====== DATA FOR THE TASK ======
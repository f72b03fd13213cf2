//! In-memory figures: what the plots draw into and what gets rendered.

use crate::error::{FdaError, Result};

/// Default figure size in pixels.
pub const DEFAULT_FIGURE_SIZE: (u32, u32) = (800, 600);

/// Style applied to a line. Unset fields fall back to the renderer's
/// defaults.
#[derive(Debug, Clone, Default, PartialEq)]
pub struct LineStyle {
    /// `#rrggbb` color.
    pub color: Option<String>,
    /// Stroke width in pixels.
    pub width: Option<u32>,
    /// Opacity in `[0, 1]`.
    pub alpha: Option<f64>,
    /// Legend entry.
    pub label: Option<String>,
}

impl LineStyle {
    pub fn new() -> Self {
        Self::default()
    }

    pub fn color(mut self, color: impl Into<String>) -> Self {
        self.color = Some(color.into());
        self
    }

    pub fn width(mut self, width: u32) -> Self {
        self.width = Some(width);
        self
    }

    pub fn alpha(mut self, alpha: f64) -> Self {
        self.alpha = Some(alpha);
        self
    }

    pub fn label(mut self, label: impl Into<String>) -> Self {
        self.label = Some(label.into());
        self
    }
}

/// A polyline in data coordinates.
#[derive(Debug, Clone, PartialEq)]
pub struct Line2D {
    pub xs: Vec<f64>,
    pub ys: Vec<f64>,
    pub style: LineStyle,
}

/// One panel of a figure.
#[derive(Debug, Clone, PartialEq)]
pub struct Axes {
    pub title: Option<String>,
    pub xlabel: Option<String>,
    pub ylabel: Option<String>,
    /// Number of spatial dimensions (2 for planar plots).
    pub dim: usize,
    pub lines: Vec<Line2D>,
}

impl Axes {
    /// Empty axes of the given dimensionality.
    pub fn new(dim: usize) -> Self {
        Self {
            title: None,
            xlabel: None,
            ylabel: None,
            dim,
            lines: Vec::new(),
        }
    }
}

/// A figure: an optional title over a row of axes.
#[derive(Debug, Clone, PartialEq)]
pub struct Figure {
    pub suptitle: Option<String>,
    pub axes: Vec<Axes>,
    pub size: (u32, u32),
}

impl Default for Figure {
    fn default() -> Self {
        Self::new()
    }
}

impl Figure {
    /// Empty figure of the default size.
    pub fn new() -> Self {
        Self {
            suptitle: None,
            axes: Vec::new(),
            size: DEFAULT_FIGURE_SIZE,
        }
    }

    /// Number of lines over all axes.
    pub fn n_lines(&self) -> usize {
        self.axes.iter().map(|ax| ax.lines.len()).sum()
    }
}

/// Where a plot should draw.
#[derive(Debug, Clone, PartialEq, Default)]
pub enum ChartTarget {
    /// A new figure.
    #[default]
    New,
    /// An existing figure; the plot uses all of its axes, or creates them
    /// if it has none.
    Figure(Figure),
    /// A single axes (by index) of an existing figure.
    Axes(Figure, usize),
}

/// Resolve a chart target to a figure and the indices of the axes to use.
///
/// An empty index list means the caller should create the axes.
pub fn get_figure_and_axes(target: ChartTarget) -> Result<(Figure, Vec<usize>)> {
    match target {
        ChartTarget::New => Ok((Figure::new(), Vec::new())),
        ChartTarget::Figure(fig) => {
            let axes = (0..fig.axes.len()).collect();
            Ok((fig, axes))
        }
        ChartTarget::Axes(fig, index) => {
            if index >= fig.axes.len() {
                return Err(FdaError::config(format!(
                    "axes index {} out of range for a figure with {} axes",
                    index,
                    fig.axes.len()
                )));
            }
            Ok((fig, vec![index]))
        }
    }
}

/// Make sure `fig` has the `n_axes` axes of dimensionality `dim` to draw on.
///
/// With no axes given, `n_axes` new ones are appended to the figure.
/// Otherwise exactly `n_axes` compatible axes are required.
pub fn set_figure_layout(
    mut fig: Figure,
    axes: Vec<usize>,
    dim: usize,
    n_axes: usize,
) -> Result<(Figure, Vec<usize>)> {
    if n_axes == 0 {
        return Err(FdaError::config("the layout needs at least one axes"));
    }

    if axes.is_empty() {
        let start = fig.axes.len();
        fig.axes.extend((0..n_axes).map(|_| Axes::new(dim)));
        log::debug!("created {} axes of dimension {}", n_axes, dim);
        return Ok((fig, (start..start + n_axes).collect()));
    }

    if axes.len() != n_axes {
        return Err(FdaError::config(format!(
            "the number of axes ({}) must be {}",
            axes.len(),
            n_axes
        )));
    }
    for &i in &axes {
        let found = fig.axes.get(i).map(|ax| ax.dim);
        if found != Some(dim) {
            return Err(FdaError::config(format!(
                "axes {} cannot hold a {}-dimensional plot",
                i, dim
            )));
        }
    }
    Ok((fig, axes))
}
======
§ **WHAT IS EXPECTED**
Restate the data word for word.

§ **RESPONSE**
repository f72b03fd13213cf2
//! In-memory figures: what the plots draw into and what gets rendered.

use crate::error::{FdaError, Result};

/// Default figure size in pixels.
pub const DEFAULT_FIGURE_SIZE: (u32, u32) = (800, 600);

/// Style applied to a line. Unset fields fall back to the renderer's
/// defaults.
#[derive(Debug, Clone, Default, PartialEq)]
pub struct LineStyle {
    /// `#rrggbb` color.
    pub color: Option<String>,
    /// Stroke width in pixels.
    pub width: Option<u32>,
    /// Opacity in `[0, 1]`.
    pub alpha: Option<f64>,
    /// Legend entry.
    pub label: Option<String>,
}

impl LineStyle {
    pub fn new() -> Self {
        Self::default()
    }

    pub fn color(mut self, color: impl Into<String>) -> Self {
        self.color = Some(color.into());
        self
    }

    pub fn width(mut self, width: u32) -> Self {
        self.width = Some(width);
        self
    }

    pub fn alpha(mut self, alpha: f64) -> Self {
        self.alpha = Some(alpha);
        self
    }

    pub fn label(mut self, label: impl Into<String>) -> Self {
        self.label = Some(label.into());
        self
    }
}

/// A polyline in data coordinates.
#[derive(Debug, Clone, PartialEq)]
pub struct Line2D {
    pub xs: Vec<f64>,
    pub ys: Vec<f64>,
    pub style: LineStyle,
}

/// One panel of a figure.
#[derive(Debug, Clone, PartialEq)]
pub struct Axes {
    pub title: Option<String>,
    pub xlabel: Option<String>,
    pub ylabel: Option<String>,
    /// Number of spatial dimensions (2 for planar plots).
    pub dim: usize,
    pub lines: Vec<Line2D>,
}

impl Axes {
    /// Empty axes of the given dimensionality.
    pub fn new(dim: usize) -> Self {
        Self {
            title: None,
            xlabel: None,
            ylabel: None,
            dim,
            lines: Vec::new(),
        }
    }
}

/// A figure: an optional title over a row of axes.
#[derive(Debug, Clone, PartialEq)]
pub struct Figure {
    pub suptitle: Option<String>,
    pub axes: Vec<Axes>,
    pub size: (u32, u32),
}

impl Default for Figure {
    fn default() -> Self {
        Self::new()
    }
}

impl Figure {
    /// Empty figure of the default size.
    pub fn new() -> Self {
        Self {
            suptitle: None,
            axes: Vec::new(),
            size: DEFAULT_FIGURE_SIZE,
        }
    }

    /// Number of lines over all axes.
    pub fn n_lines(&self) -> usize {
        self.axes.iter().map(|ax| ax.lines.len()).sum()
    }
}

/// Where a plot should draw.
#[derive(Debug, Clone, PartialEq, Default)]
pub enum ChartTarget {
    /// A new figure.
    #[default]
    New,
    /// An existing figure; the plot uses all of its axes, or creates them
    /// if it has none.
    Figure(Figure),
    /// A single axes (by index) of an existing figure.
    Axes(Figure, usize),
}

/// Resolve a chart target to a figure and the indices of the axes to use.
///
/// An empty index list means the caller should create the axes.
pub fn get_figure_and_axes(target: ChartTarget) -> Result<(Figure, Vec<usize>)> {
    match target {
        ChartTarget::New => Ok((Figure::new(), Vec::new())),
        ChartTarget::Figure(fig) => {
            let axes = (0..fig.axes.len()).collect();
            Ok((fig, axes))
        }
        ChartTarget::Axes(fig, index) => {
            if index >= fig.axes.len() {
                return Err(FdaError::config(format!(
                    "axes index {} out of range for a figure with {} axes",
                    index,
                    fig.axes.len()
                )));
            }
            Ok((fig, vec![index]))
        }
    }
}

/// Make sure `fig` has the `n_axes` axes of dimensionality `dim` to draw on.
///
/// With no axes given, `n_axes` new ones are appended to the figure.
/// Otherwise exactly `n_axes` compatible axes are required.
pub fn set_figure_layout(
    mut fig: Figure,
    axes: Vec<usize>,
    dim: usize,
    n_axes: usize,
) -> Result<(Figure, Vec<usize>)> {
    if n_axes == 0 {
        return Err(FdaError::config("the layout needs at least one axes"));
    }

    if axes.is_empty() {
        let start = fig.axes.len();
        fig.axes.extend((0..n_axes).map(|_| Axes::new(dim)));
        log::debug!("created {} axes of dimension {}", n_axes, dim);
        return Ok((fig, (start..start + n_axes).collect()));
    }

    if axes.len() != n_axes {
        return Err(FdaError::config(format!(
            "the number of axes ({}) must be {}",
            axes.len(),
            n_axes
        )));
    }
    for &i in &axes {
        let found = fig.axes.get(i).map(|ax| ax.dim);
        if found != Some(dim) {
            return Err(FdaError::config(format!(
                "axes {} cannot hold a {}-dimensional plot",
                i, dim
            )));
        }
    }
    Ok((fig, axes))
}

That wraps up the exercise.